In the summer of 1944 there were again large general strikes all over Denmark which marked the beginning of a rough final part of the occupation. The Danish police were dissolved and nearly 2000 Danish policemen were sent to concentration camps. The Danish sabotage actions were reciprocated by German counter-terror, including the so-called “clearing assassinations” which were more or less random revenge killings. There was a shortage of almost all kinds of goods, and because of the lack of police, crime was rife. However, at this point it was clear to most that it was only a matter of time before Germany would lose the war.


When the declaration of freedom was announced on the radio on the evening of 4th May 1945, people flocked into the streets, waving the Danish flag “Dannebro” and burning their blackout curtains. Many people also spontaneously placed lit candles in their windows. This became a custom that is still kept up by many Danes.

Denmark was effectively liberated on 5 May by British forces led by Field Marshal Bernard Montgomery. However, only four days later the Russian Army occupied the island of Bornholm after intense fighting with the Germans, and not until April 1946 was the island finally liberated, when the Russians voluntarily left the island.

After the liberation there was uncertainty about how the allies would regard Denmark. The first years of occupation had been characterized by cooperation with the Germans. Denmark had deliberately declined, as opposed to for example Norway, to take up the fight. Eventually, however, Denmark was seen as an ally, mainly due to the widespread resistance to the German occupation during the last years of the war.

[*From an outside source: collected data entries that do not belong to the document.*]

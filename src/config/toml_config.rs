use crate::core::exchange::DEFAULT_OUTPUT_PATH;
use crate::core::ConfigProvider;
use crate::domain::model::{CoupleGroup, Roster};
use crate::utils::error::{ExchangeError, Result};
use crate::utils::validation::{validate_non_empty_string, validate_path, Validate};
use regex::Regex;
use serde::{Deserialize, Serialize};
use std::path::Path;

/// 名單設定檔
///
/// ```toml
/// participants = ["Ann", ["Greg", "Megan"]]
///
/// [exchange]
/// name = "Family 2026"
/// allow_reciprocal = false
///
/// [output]
/// path = "./output"
/// ```
#[derive(Debug, Clone, Serialize, Deserialize)]
pub struct RosterConfig {
    pub participants: Vec<CoupleGroup>,
    #[serde(default)]
    pub exchange: ExchangeConfig,
    #[serde(default)]
    pub output: OutputConfig,
}

#[derive(Debug, Clone, Default, Serialize, Deserialize)]
pub struct ExchangeConfig {
    pub name: Option<String>,
    pub allow_reciprocal: Option<bool>,
    pub seed: Option<u64>,
}

#[derive(Debug, Clone, Default, Serialize, Deserialize)]
pub struct OutputConfig {
    pub path: Option<String>,
}

impl RosterConfig {
    /// 從 TOML 檔案載入配置
    pub fn from_file<P: AsRef<Path>>(path: P) -> Result<Self> {
        let content = std::fs::read_to_string(&path).map_err(ExchangeError::IoError)?;
        Self::from_toml_str(&content)
    }

    /// 從 TOML 字串解析配置
    pub fn from_toml_str(content: &str) -> Result<Self> {
        let processed_content = Self::substitute_env_vars(content)?;

        toml::from_str(&processed_content).map_err(|e| ExchangeError::ConfigError {
            message: format!("TOML parsing error: {}", e),
        })
    }

    /// 替換環境變數 (例如 ${OUTPUT_DIR})，未設定的變數保持原樣
    fn substitute_env_vars(content: &str) -> Result<String> {
        let re = Regex::new(r"\$\{([^}]+)\}").map_err(|e| ExchangeError::ConfigError {
            message: format!("Invalid substitution pattern: {}", e),
        })?;

        let result = re.replace_all(content, |caps: &regex::Captures| {
            let var_name = &caps[1];
            std::env::var(var_name).unwrap_or_else(|_| format!("${{{}}}", var_name))
        });

        Ok(result.to_string())
    }

    pub fn validate_config(&self) -> Result<()> {
        if let Some(name) = &self.exchange.name {
            validate_non_empty_string("exchange.name", name)?;
        }

        if let Some(path) = &self.output.path {
            validate_path("output.path", path)?;
        }

        if self.participants.is_empty() {
            return Err(ExchangeError::MissingConfigError {
                field: "participants".to_string(),
            });
        }

        Ok(())
    }

    /// 建立名單，同時檢查名稱唯一與合法
    pub fn roster(&self) -> Result<Roster> {
        Ok(Roster::new(self.participants.clone())?)
    }

    pub fn exchange_name(&self) -> &str {
        self.exchange.name.as_deref().unwrap_or("Secret Santa")
    }

    /// 命令列參數優先於設定檔
    pub fn with_overrides(
        mut self,
        output_path: Option<String>,
        allow_reciprocal: bool,
        seed: Option<u64>,
    ) -> Self {
        if output_path.is_some() {
            self.output.path = output_path;
        }
        if allow_reciprocal {
            self.exchange.allow_reciprocal = Some(true);
        }
        if seed.is_some() {
            self.exchange.seed = seed;
        }
        self
    }
}

impl ConfigProvider for RosterConfig {
    fn output_path(&self) -> &str {
        self.output.path.as_deref().unwrap_or(DEFAULT_OUTPUT_PATH)
    }

    fn allow_reciprocal(&self) -> bool {
        self.exchange.allow_reciprocal.unwrap_or(false)
    }

    fn seed(&self) -> Option<u64> {
        self.exchange.seed
    }
}

impl Validate for RosterConfig {
    fn validate(&self) -> Result<()> {
        self.validate_config()
    }
}
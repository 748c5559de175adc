use crate::core::exchange::DEFAULT_OUTPUT_PATH;
use crate::core::ConfigProvider;
use crate::utils::error::Result;
use crate::utils::validation::{validate_path, Validate};
use clap::Parser;

#[derive(Debug, Clone, Parser)]
#[command(name = "secret-santa")]
#[command(about = "Draw a gift exchange where couples never pick each other")]
pub struct CliConfig {
    #[arg(long, help = "Roster TOML file (defaults to the built-in example roster)")]
    pub roster: Option<String>,

    #[arg(long, help = "Directory that receives one <name>.txt per participant [default: output]")]
    pub output_path: Option<String>,

    #[arg(long, help = "Allow two participants to pick each other")]
    pub allow_reciprocal: bool,

    #[arg(long, help = "Seed for a reproducible draw")]
    pub seed: Option<u64>,

    #[arg(long, help = "Only re-check existing picks, do not draw")]
    pub validate_only: bool,

    #[arg(long, help = "Enable verbose output")]
    pub verbose: bool,
}

impl ConfigProvider for CliConfig {
    fn output_path(&self) -> &str {
        self.output_path.as_deref().unwrap_or(DEFAULT_OUTPUT_PATH)
    }

    fn allow_reciprocal(&self) -> bool {
        self.allow_reciprocal
    }

    fn seed(&self) -> Option<u64> {
        self.seed
    }
}

impl Validate for CliConfig {
    fn validate(&self) -> Result<()> {
        if let Some(roster) = &self.roster {
            validate_path("roster", roster)?;
        }
        validate_path("output_path", self.output_path())
    }
}
use crate::core::assignment::AssignmentRules;
use crate::core::exchange::Exchange;
use crate::core::grouping::is_assignable;
use crate::domain::model::{CoupleGroup, Roster};
use crate::domain::ports::ArtifactStore;
use crate::utils::error::{ConstructionError, ExchangeError, Result};
use rand::Rng;

#[derive(Debug, Clone, Copy, PartialEq, Eq)]
pub enum TrialOutcome {
    /// 抽籤完成且通過驗證
    Passed { participants: usize },
    /// 名單太小，兩池設計無法抽籤，在抽籤前即被拒絕
    Rejected { participants: usize },
}

#[derive(Debug, Clone, Copy, Default, PartialEq, Eq)]
pub struct StressReport {
    pub trials: usize,
    pub passed: usize,
    pub rejected: usize,
}

impl StressReport {
    pub fn record(&mut self, outcome: TrialOutcome) {
        self.trials += 1;
        match outcome {
            TrialOutcome::Passed { .. } => self.passed += 1,
            TrialOutcome::Rejected { .. } => self.rejected += 1,
        }
    }
}

/// 以一份名單跑完整流程
///
/// 只有在名單本身無法分成可抽籤的池時，`UnassignablePool` 才算預期中的拒絕；
/// 其他任何錯誤都原樣回傳。
pub fn run_trial<S, R>(
    groups: Vec<CoupleGroup>,
    store: S,
    rules: AssignmentRules,
    rng: &mut R,
) -> Result<TrialOutcome>
where
    S: ArtifactStore,
    R: Rng + ?Sized,
{
    let roster = Roster::new(groups)?;
    let participants = roster.len();
    let mut exchange = Exchange::new(store).with_rules(rules);

    match exchange.run_with_rng(&roster, rng) {
        Ok(_) => Ok(TrialOutcome::Passed { participants }),
        Err(ExchangeError::Construction(ConstructionError::UnassignablePool { .. }))
            if !is_assignable(&roster, rules.min_pool_size()) =>
        {
            tracing::debug!("Roster of {} participants cannot be split into assignable pools", participants);
            Ok(TrialOutcome::Rejected { participants })
        }
        Err(e) => Err(e),
    }
}

#[cfg(test)]
mod tests {
    use super::*;
    use crate::adapters::storage::MemoryStore;
    use rand::rngs::StdRng;
    use rand::SeedableRng;

    #[test]
    fn test_small_couple_roster_is_rejected() {
        let outcome = run_trial(
            vec![CoupleGroup::couple("Greg", "Megan"), CoupleGroup::single("Ann")],
            MemoryStore::new(),
            AssignmentRules::default(),
            &mut StdRng::seed_from_u64(1),
        )
        .unwrap();
        assert_eq!(outcome, TrialOutcome::Rejected { participants: 3 });
    }

    #[test]
    fn test_duplicate_names_are_errors_not_rejections() {
        let result = run_trial(
            vec![CoupleGroup::single("Ann"), CoupleGroup::single("Ann")],
            MemoryStore::new(),
            AssignmentRules::default(),
            &mut StdRng::seed_from_u64(2),
        );
        assert!(matches!(
            result,
            Err(ExchangeError::Construction(ConstructionError::DuplicateName { .. }))
        ));
    }

    #[test]
    fn test_report_counts_outcomes() {
        let mut report = StressReport::default();
        report.record(TrialOutcome::Passed { participants: 6 });
        report.record(TrialOutcome::Rejected { participants: 2 });
        report.record(TrialOutcome::Passed { participants: 9 });

        assert_eq!(
            report,
            StressReport {
                trials: 3,
                passed: 2,
                rejected: 1
            }
        );
    }
}
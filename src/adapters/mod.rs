// Adapters layer: concrete implementations of the domain ports.

pub mod storage;
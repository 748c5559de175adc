use crate::domain::model::{Assignment, Roster};
use crate::domain::ports::ArtifactStore;
use crate::utils::error::{Result, ValidationError};
use std::collections::{HashMap, HashSet};

/// 獨立重新檢查儲存中的抽籤結果，遇到第一個錯誤即停止
///
/// 檢查順序：
/// 1. 記錄數等於參與者人數
/// 2. 沒有重複的送禮者記錄
/// 3. 沒有人被抽到兩次以上
/// 4. 每位參與者都有記錄，且每位收禮者都在名單上
/// 5. 沒有人抽到自己或自己的伴侶
pub fn validate<S: ArtifactStore + ?Sized>(roster: &Roster, store: &S) -> Result<()> {
    let mut givers = store.list()?;
    givers.sort();

    check_record_count(roster, &givers)?;
    check_duplicate_records(&givers)?;

    let assignment = read_assignment(store, &givers)?;
    check_recipients_unique(&assignment)?;
    check_totality(roster, &assignment)?;
    check_couples(roster, &assignment)?;

    tracing::debug!("All {} picks passed validation", assignment.len());
    Ok(())
}

fn read_assignment<S: ArtifactStore + ?Sized>(store: &S, givers: &[String]) -> Result<Assignment> {
    let mut assignment = Assignment::new();
    for giver in givers {
        match store.get(giver)? {
            Some(recipient) => {
                assignment.insert(giver.clone(), recipient);
            }
            None => {
                return Err(ValidationError::MissingRecord {
                    name: giver.clone(),
                }
                .into())
            }
        }
    }
    Ok(assignment)
}

fn check_record_count(roster: &Roster, givers: &[String]) -> std::result::Result<(), ValidationError> {
    let participants = roster.len();
    if givers.len() != participants {
        return Err(ValidationError::RecordCountMismatch {
            records: givers.len(),
            participants,
        });
    }
    Ok(())
}

fn check_duplicate_records(givers: &[String]) -> std::result::Result<(), ValidationError> {
    let mut seen = HashSet::new();
    for giver in givers {
        if !seen.insert(giver.as_str()) {
            return Err(ValidationError::DuplicateRecord {
                giver: giver.clone(),
            });
        }
    }
    Ok(())
}

fn check_recipients_unique(assignment: &Assignment) -> std::result::Result<(), ValidationError> {
    let mut counts: HashMap<&str, usize> = HashMap::new();
    for recipient in assignment.values() {
        *counts.entry(recipient.as_str()).or_default() += 1;
    }

    for recipient in assignment.values() {
        let times = counts[recipient.as_str()];
        if times > 1 {
            return Err(ValidationError::RecipientOverAssigned {
                recipient: recipient.clone(),
                times,
            });
        }
    }
    Ok(())
}

fn check_totality(roster: &Roster, assignment: &Assignment) -> std::result::Result<(), ValidationError> {
    if let Some(name) = roster.names().find(|name| !assignment.contains_key(*name)) {
        return Err(ValidationError::MissingRecord {
            name: name.to_string(),
        });
    }

    for (giver, recipient) in assignment {
        if !roster.contains(recipient) {
            return Err(ValidationError::UnknownRecipient {
                giver: giver.clone(),
                recipient: recipient.clone(),
            });
        }
    }
    Ok(())
}

fn check_couples(roster: &Roster, assignment: &Assignment) -> std::result::Result<(), ValidationError> {
    for group in roster.groups() {
        for member in group.members() {
            let Some(recipient) = assignment.get(member) else {
                continue;
            };

            if recipient == member {
                return Err(ValidationError::SelfAssigned {
                    giver: member.to_string(),
                });
            }
            if group.partner_of(member) == Some(recipient.as_str()) {
                return Err(ValidationError::PartnerAssigned {
                    giver: member.to_string(),
                    recipient: recipient.clone(),
                });
            }
        }
    }
    Ok(())
}
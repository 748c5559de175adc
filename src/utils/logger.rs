use tracing_subscriber::{layer::SubscriberExt, util::SubscriberInitExt, EnvFilter};

pub fn init_cli_logger(verbose: bool) {
    let filter = if verbose {
        EnvFilter::try_from_default_env()
            .unwrap_or_else(|_| EnvFilter::new("secret_santa=debug,info"))
    } else {
        EnvFilter::try_from_default_env()
            .unwrap_or_else(|_| EnvFilter::new("secret_santa=info"))
    };

    tracing_subscriber::registry()
        .with(filter)
        .with(
            tracing_subscriber::fmt::layer()
                .with_target(false)
                .with_thread_ids(false)
                .with_file(false)
                .with_line_number(false)
                .compact(),
        )
        .init();
}

/// 壓力測試會跑上千次，預設只保留警告；`--json` 時輸出 JSON 方便收集
pub fn init_stress_logger(json: bool) {
    let filter = EnvFilter::try_from_default_env()
        .unwrap_or_else(|_| EnvFilter::new("secret_santa=warn,stress_test=info"));

    let registry = tracing_subscriber::registry().with(filter);
    if json {
        registry
            .with(
                tracing_subscriber::fmt::layer()
                    .with_target(false)
                    .with_file(false)
                    .with_line_number(false)
                    .json(),
            )
            .init();
    } else {
        registry
            .with(
                tracing_subscriber::fmt::layer()
                    .with_target(false)
                    .with_file(false)
                    .with_line_number(false)
                    .compact(),
            )
            .init();
    }
}
pub mod adapters;
pub mod config;
pub mod core;
pub mod domain;
pub mod utils;

#[cfg(feature = "cli")]
pub use config::CliConfig;
pub use config::RosterConfig;

pub use adapters::storage::{DirectoryStore, MemoryStore};
pub use core::assignment::AssignmentRules;
pub use core::exchange::{run, Exchange};
pub use domain::model::{Assignment, CoupleGroup, Roster};
pub use utils::error::{ConstructionError, ExchangeError, Result, ValidationError};
// Domain layer: roster model and ports (interfaces). No I/O here.

pub mod model;
pub mod ports;
use crate::utils::error::Result;

/// 每位送禮者一筆記錄的鍵值儲存：鍵為送禮者名稱，值為收禮者名稱
pub trait ArtifactStore {
    /// 清除先前內容並重新建立
    fn reset(&mut self) -> Result<()>;
    fn put(&mut self, key: &str, value: &str) -> Result<()>;
    /// 所有記錄的鍵，順序不保證
    fn list(&self) -> Result<Vec<String>>;
    fn get(&self, key: &str) -> Result<Option<String>>;
    /// 給使用者看的儲存位置描述
    fn location(&self) -> String;
}

pub trait ConfigProvider {
    fn output_path(&self) -> &str;
    fn allow_reciprocal(&self) -> bool;
    fn seed(&self) -> Option<u64>;
}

Two Danish resistance fighters are guarding a shop that is "closed due to happiness" following the liberation of Denmark

Around 850 Danish resistance fighters were killed during the war while a further 900 civilians were killed as a result of bombings, riots or German revenge killings. In addition, 19 Danish soldiers died and 23 were wounded during the actual invasion of Denmark, while about 600 Danes (260 resistance fighters) died in concentration camps. The largest Danish losses occurred, however, in battle; 1,850 Danish sailors lost their lives, of these around 900 fighting on the allied side and around 2,000 Danish soldiers were killed in German service.

The German occupation of Denmark has had a great influence on the public debate in Denmark ever since the war ended. Of particular interest has been the question whether or not Denmark went too far in its cooperation with the German occupiers, and if the advantages gained through this strategy justified the initial lack of resistance.